What you should do: Look through the records below and collect all lines that hold the string "AccountConfig".

Collected data entries:
-=-=-=-=-

use std::fmt;

use config::{AccountConfig, Security};
use errors::*;
use range::MessageId;

/// Mailbox opened by a session.
pub const MAILBOX: &str = "INBOX";

/// Where a session connects: server, port, security and mailbox.
///
/// Displays in the `{host:port/flags}MAILBOX` form.
#[derive(Clone, Debug, PartialEq, Eq)]
pub struct MailboxAddress {
    pub host: String,
    pub port: u16,
    pub security: Security,
    pub mailbox: String,
}

impl MailboxAddress {
    pub fn inbox(config: &AccountConfig) -> MailboxAddress {
        MailboxAddress {
            host: config.server.clone(),
            port: config.port,
            security: config.security,
            mailbox: MAILBOX.to_string(),
        }
    }
}

impl fmt::Display for MailboxAddress {
    fn fmt(&self, f: &mut fmt::Formatter) -> fmt::Result {
        match self.security {
            Security::Plain => write!(f, "{{{}:{}}}{}", self.host, self.port, self.mailbox),
            Security::SSL => write!(f, "{{{}:{}/ssl}}{}", self.host, self.port, self.mailbox),
        }
    }
}

/// Opens sessions against a mailbox.
pub trait Connector {
    type Transport: Transport;

    fn open(&self, address: &MailboxAddress, user: &str, password: &str)
        -> Result<Self::Transport>;
}

/// An open, authenticated session on one mailbox.
pub trait Transport {
    /// Number of messages currently in the mailbox.
    fn message_count(&mut self) -> Result<u32>;

    /// The raw header block of message `id`.
    fn fetch_header(&mut self, id: MessageId) -> Result<Vec<u8>>;

    /// The raw content of body part `part` (1-based) of message `id`.
    fn fetch_body(&mut self, id: MessageId, part: u32) -> Result<Vec<u8>>;

    /// End the session. Must be safe to call again afterwards.
    fn close(&mut self) -> Result<()>;
}

#[cfg(test)]
mod test {
    use super::*;

    #[test]
    fn address_display() {
        let mut config = AccountConfig::default();
        config.server = "imap.example.com".to_string();
        assert_eq!(
            "{imap.example.com:143}INBOX",
            MailboxAddress::inbox(&config).to_string()
        );

        config.port = 993;
        config.security = Security::SSL;
        assert_eq!(
            "{imap.example.com:993/ssl}INBOX",
            MailboxAddress::inbox(&config).to_string()
        );
    }
}
//! Tuple adapters.
//!
//! An adapter wraps an operation so it reads from, and optionally writes to, chosen
//! positions of a positional record. A record travels as a `Value::List` whose width is
//! fixed by the record signature (`Signature::Tuple`) the adapter is built against.
//!
//! Construction validates everything that can be known up front: indices within the
//! record, no repeated output index, index counts matching the wrapped operation's
//! arity, and selected slot types fitting the wrapped operation's input.
//!
//! A single selected index passes the bare value to the wrapped operation; several
//! indices pass a list in selection order.

use serde_json::json;
use std::collections::HashSet;

use opchain_resolver::{
    AssignabilityChecker, Capability, Operation, ResolveError, Shape, Signature, SignatureResolver,
    SlotType,
};
use opchain_types::{builtin, parse_descriptor, Nominal, TypeDescriptor, TypeParseError, Value};

use crate::errors::{CompositionError, OperationError};
use crate::operation::{BinaryOperator, Function, Predicate};

/// Marker for a record slot of unknown type in documents.
pub const UNKNOWN_SLOT: &str = "?";

/// Record signature from a list of type expressions; `?` marks an unknown slot.
///
/// Always a `Signature::Tuple`, including for width 1.
pub fn record_signature<S: AsRef<str>>(types: &[S]) -> Result<Signature, TypeParseError> {
    let slots = types
        .iter()
        .map(|ty| match ty.as_ref().trim() {
            UNKNOWN_SLOT => Ok(SlotType::Unknown),
            expr => parse_descriptor(expr).map(SlotType::Known),
        })
        .collect::<Result<Vec<_>, _>>()?;
    Ok(Signature::Tuple(slots.into_iter().collect()))
}

/// Inverse of [`record_signature`].
pub fn record_document(record: &Signature) -> Vec<String> {
    record.slots().iter().map(ToString::to_string).collect()
}

fn record_width(record: &Signature) -> Result<usize, CompositionError> {
    match record {
        Signature::Tuple(slots) => Ok(slots.len()),
        other => Err(CompositionError::UnknownRecordWidth {
            record: other.to_string(),
        }),
    }
}

fn check_in_range(indices: &[usize], width: usize) -> Result<(), CompositionError> {
    match indices.iter().find(|&&index| index >= width) {
        Some(&index) => Err(CompositionError::IndexOutOfRange { index, width }),
        None => Ok(()),
    }
}

fn check_unique(indices: &[usize]) -> Result<(), CompositionError> {
    let mut seen = HashSet::new();
    match indices.iter().find(|&&index| !seen.insert(index)) {
        Some(&index) => Err(CompositionError::DuplicateOutputIndex { index }),
        None => Ok(()),
    }
}

/// The index count must equal the slot count; unknown arity accepts any non-empty mapping.
fn check_mapping_arity(
    side: &'static str,
    signature: &Signature,
    indices: &[usize],
) -> Result<(), CompositionError> {
    let mismatch = match signature.arity() {
        Some(expected) => expected != indices.len(),
        None => indices.is_empty(),
    };
    if mismatch {
        return Err(CompositionError::MappingArity {
            side,
            expected: signature.arity().unwrap_or(1),
            actual: indices.len(),
        });
    }
    Ok(())
}

/// Signature of the selected record slots, shaped like an operation input.
fn selected_signature(record: &Signature, selection: &[usize]) -> Signature {
    Signature::from_slots(
        selection
            .iter()
            .map(|&index| record.slot(index).unwrap_or(SlotType::Unknown)),
    )
}

fn check_fits(
    checker: &AssignabilityChecker<'_>,
    selected: &Signature,
    input: &Signature,
) -> Result<(), CompositionError> {
    let result = checker.check_assignable(selected, input);
    if result.valid {
        return Ok(());
    }
    Err(CompositionError::RecordSlotMismatch {
        reason: format!(
            "selected `{selected}` for input `{input}`: {}",
            result.explanation().unwrap_or_default()
        ),
    })
}

/// Validate a selection over `record` feeding an operation with input `input`.
fn validate_selection(
    checker: &AssignabilityChecker<'_>,
    record: &Signature,
    selection: &[usize],
    input: &Signature,
) -> Result<usize, CompositionError> {
    let width = record_width(record)?;
    check_in_range(selection, width)?;
    check_mapping_arity("input", input, selection)?;
    check_fits(checker, &selected_signature(record, selection), input)?;
    Ok(width)
}

/// Record with the projected slots replaced by the slots of `output`.
fn projected_record(record: &Signature, projection: &[usize], output: &Signature) -> Signature {
    let mut slots: Vec<SlotType> = record.slots().into_iter().collect();
    for (position, &index) in projection.iter().enumerate() {
        if let Some(slot) = slots.get_mut(index) {
            *slot = output.slot(position).unwrap_or(SlotType::Unknown);
        }
    }
    Signature::Tuple(slots.into_iter().collect())
}

fn record_values(input: &Value, width: usize) -> Result<&[Value], OperationError> {
    match input.as_list() {
        Some(values) if values.len() == width => Ok(values),
        Some(values) => Err(OperationError::RecordWidth {
            expected: width,
            actual: values.len().to_string(),
        }),
        None => Err(OperationError::RecordWidth {
            expected: width,
            actual: input.kind_name().to_string(),
        }),
    }
}

fn gather(values: &[Value], selection: &[usize]) -> Value {
    if let [index] = selection {
        return values.get(*index).cloned().unwrap_or_default();
    }
    Value::List(
        selection
            .iter()
            .map(|&index| values.get(index).cloned().unwrap_or_default())
            .collect(),
    )
}

fn scatter(values: &mut [Value], projection: &[usize], output: Value) -> Result<(), OperationError> {
    if let [index] = projection {
        if let Some(slot) = values.get_mut(*index) {
            *slot = output;
        }
        return Ok(());
    }
    match output {
        Value::List(items) if items.len() == projection.len() => {
            for (&index, item) in projection.iter().zip(items) {
                if let Some(slot) = values.get_mut(index) {
                    *slot = item;
                }
            }
            Ok(())
        }
        other => Err(OperationError::RecordWidth {
            expected: projection.len(),
            actual: match other.as_list() {
                Some(items) => items.len().to_string(),
                None => other.kind_name().to_string(),
            },
        }),
    }
}

/// A function reading selected record slots and writing its result to projected slots.
///
/// With an empty projection the function's raw output is returned instead of the record.
#[derive(Debug)]
pub struct TupleAdaptedFunction {
    function: Box<dyn Function>,
    selection: Box<[usize]>,
    projection: Box<[usize]>,
    record: Signature,
    shape: Shape,
}

impl Nominal for TupleAdaptedFunction {
    const TYPE_NAME: &'static str = "TupleAdaptedFunction";
}

impl TupleAdaptedFunction {
    pub fn build(
        resolver: &SignatureResolver<'_>,
        function: Box<dyn Function>,
        selection: Vec<usize>,
        projection: Vec<usize>,
        record: &Signature,
    ) -> Result<Self, CompositionError> {
        let inner = resolver.resolve_shape(&function)?;
        let width = validate_selection(&resolver.checker(), record, &selection, &inner.input)?;

        let output = if projection.is_empty() {
            inner.output.clone()
        } else {
            check_in_range(&projection, width)?;
            check_unique(&projection)?;
            check_mapping_arity("output", &inner.output, &projection)?;
            projected_record(record, &projection, &inner.output)
        };

        Ok(Self {
            function,
            selection: selection.into_boxed_slice(),
            projection: projection.into_boxed_slice(),
            record: record.clone(),
            shape: Shape::new(record.clone(), output),
        })
    }

    pub fn selection(&self) -> &[usize] {
        &self.selection
    }

    pub fn projection(&self) -> &[usize] {
        &self.projection
    }
}

impl Operation for TupleAdaptedFunction {
    fn type_descriptor(&self) -> TypeDescriptor {
        TypeDescriptor::of::<Self>()
    }

    fn capability(&self) -> Capability {
        Capability::Function
    }

    fn declared_shape(&self, _resolver: &SignatureResolver<'_>) -> Result<Option<Shape>, ResolveError> {
        Ok(Some(self.shape.clone()))
    }
}

impl Function for TupleAdaptedFunction {
    fn apply(&self, input: Value) -> Result<Value, OperationError> {
        let width = self.record.arity().unwrap_or_default();
        let values = record_values(&input, width)?;
        let output = self.function.apply(gather(values, &self.selection))?;
        if self.projection.is_empty() {
            return Ok(output);
        }
        let mut record = values.to_vec();
        scatter(&mut record, &self.projection, output)?;
        Ok(Value::List(record))
    }

    fn to_document(&self) -> serde_json::Value {
        json!({
            "kind": Self::TYPE_NAME,
            "function": self.function.to_document(),
            "selection": self.selection,
            "projection": self.projection,
            "record": record_document(&self.record),
        })
    }
}

/// A predicate testing selected record slots. Inputs that are not records test false.
#[derive(Debug)]
pub struct TupleAdaptedPredicate {
    predicate: Box<dyn Predicate>,
    selection: Box<[usize]>,
    record: Signature,
}

impl Nominal for TupleAdaptedPredicate {
    const TYPE_NAME: &'static str = "TupleAdaptedPredicate";
}

impl TupleAdaptedPredicate {
    pub fn build(
        resolver: &SignatureResolver<'_>,
        predicate: Box<dyn Predicate>,
        selection: Vec<usize>,
        record: &Signature,
    ) -> Result<Self, CompositionError> {
        let input = resolver.resolve_input_signature(&predicate)?;
        validate_selection(&resolver.checker(), record, &selection, &input)?;
        Ok(Self {
            predicate,
            selection: selection.into_boxed_slice(),
            record: record.clone(),
        })
    }

    pub fn selection(&self) -> &[usize] {
        &self.selection
    }
}

impl Operation for TupleAdaptedPredicate {
    fn type_descriptor(&self) -> TypeDescriptor {
        TypeDescriptor::of::<Self>()
    }

    fn capability(&self) -> Capability {
        Capability::Predicate
    }

    fn declared_shape(&self, _resolver: &SignatureResolver<'_>) -> Result<Option<Shape>, ResolveError> {
        Ok(Some(Shape::new(
            self.record.clone(),
            Signature::single(builtin::BOOLEAN),
        )))
    }
}

impl Predicate for TupleAdaptedPredicate {
    fn test(&self, input: &Value) -> bool {
        let width = self.record.arity().unwrap_or_default();
        match record_values(input, width) {
            Ok(values) => self.predicate.test(&gather(values, &self.selection)),
            Err(err) => {
                tracing::trace!(error = %err, "input is not a record; predicate is false");
                false
            }
        }
    }

    fn to_document(&self) -> serde_json::Value {
        json!({
            "kind": Self::TYPE_NAME,
            "predicate": self.predicate.to_document(),
            "selection": self.selection,
            "record": record_document(&self.record),
        })
    }
}

/// Aggregates two records by folding their selected slots with a binary operator and
/// writing the result back into the same slots of the state record.
#[derive(Debug)]
pub struct TupleAdaptedBinaryOperator {
    operator: Box<dyn BinaryOperator>,
    selection: Box<[usize]>,
    record: Signature,
    output_record: Signature,
}

impl Nominal for TupleAdaptedBinaryOperator {
    const TYPE_NAME: &'static str = "TupleAdaptedBinaryOperator";
}

impl TupleAdaptedBinaryOperator {
    pub fn build(
        resolver: &SignatureResolver<'_>,
        operator: Box<dyn BinaryOperator>,
        selection: Vec<usize>,
        record: &Signature,
    ) -> Result<Self, CompositionError> {
        let inner = resolver.resolve_shape(&operator)?;
        let width = record_width(record)?;
        check_in_range(&selection, width)?;
        check_unique(&selection)?;
        if selection.is_empty() {
            return Err(CompositionError::MappingArity {
                side: "input",
                expected: 1,
                actual: 0,
            });
        }

        // Both operands share the element type of the operator's first slot.
        let element = Signature::from_slots([inner.input.slot(0).unwrap_or(SlotType::Unknown)]);
        let selected = if selection.len() == 1 {
            selected_signature(record, &selection)
        } else {
            Signature::single(builtin::LIST)
        };
        check_fits(&resolver.checker(), &selected, &element)?;

        let written = if selection.len() == 1 {
            inner.output.clone()
        } else {
            Signature::Tuple(selection.iter().map(|_| SlotType::Unknown).collect())
        };
        let output_record = projected_record(record, &selection, &written);

        Ok(Self {
            operator,
            selection: selection.into_boxed_slice(),
            record: record.clone(),
            output_record,
        })
    }

    pub fn selection(&self) -> &[usize] {
        &self.selection
    }

    /// Record shape after aggregation.
    pub fn output_record(&self) -> &Signature {
        &self.output_record
    }
}

impl Operation for TupleAdaptedBinaryOperator {
    fn type_descriptor(&self) -> TypeDescriptor {
        TypeDescriptor::of::<Self>()
    }

    fn capability(&self) -> Capability {
        Capability::BinaryOperator
    }

    fn declared_shape(&self, _resolver: &SignatureResolver<'_>) -> Result<Option<Shape>, ResolveError> {
        let list = TypeDescriptor::named(builtin::LIST);
        Ok(Some(Shape::new(
            Signature::tuple([list.clone(), list.clone()]),
            Signature::Single(list),
        )))
    }
}

impl BinaryOperator for TupleAdaptedBinaryOperator {
    fn combine(&self, state: Value, input: Value) -> Result<Value, OperationError> {
        let width = self.record.arity().unwrap_or_default();
        let state_values = record_values(&state, width)?;
        let input_values = record_values(&input, width)?;

        let combined = self.operator.apply(
            gather(state_values, &self.selection),
            gather(input_values, &self.selection),
        )?;

        let mut record = state_values.to_vec();
        scatter(&mut record, &self.selection, combined)?;
        Ok(Value::List(record))
    }

    fn to_document(&self) -> serde_json::Value {
        json!({
            "kind": Self::TYPE_NAME,
            "operator": self.operator.to_document(),
            "selection": self.selection,
            "record": record_document(&self.record),
        })
    }
}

-=-=-=-=-

Written response:
use config::{AccountConfig, Security};
    pub fn inbox(config: &AccountConfig) -> MailboxAddress {
        let mut config = AccountConfig::default();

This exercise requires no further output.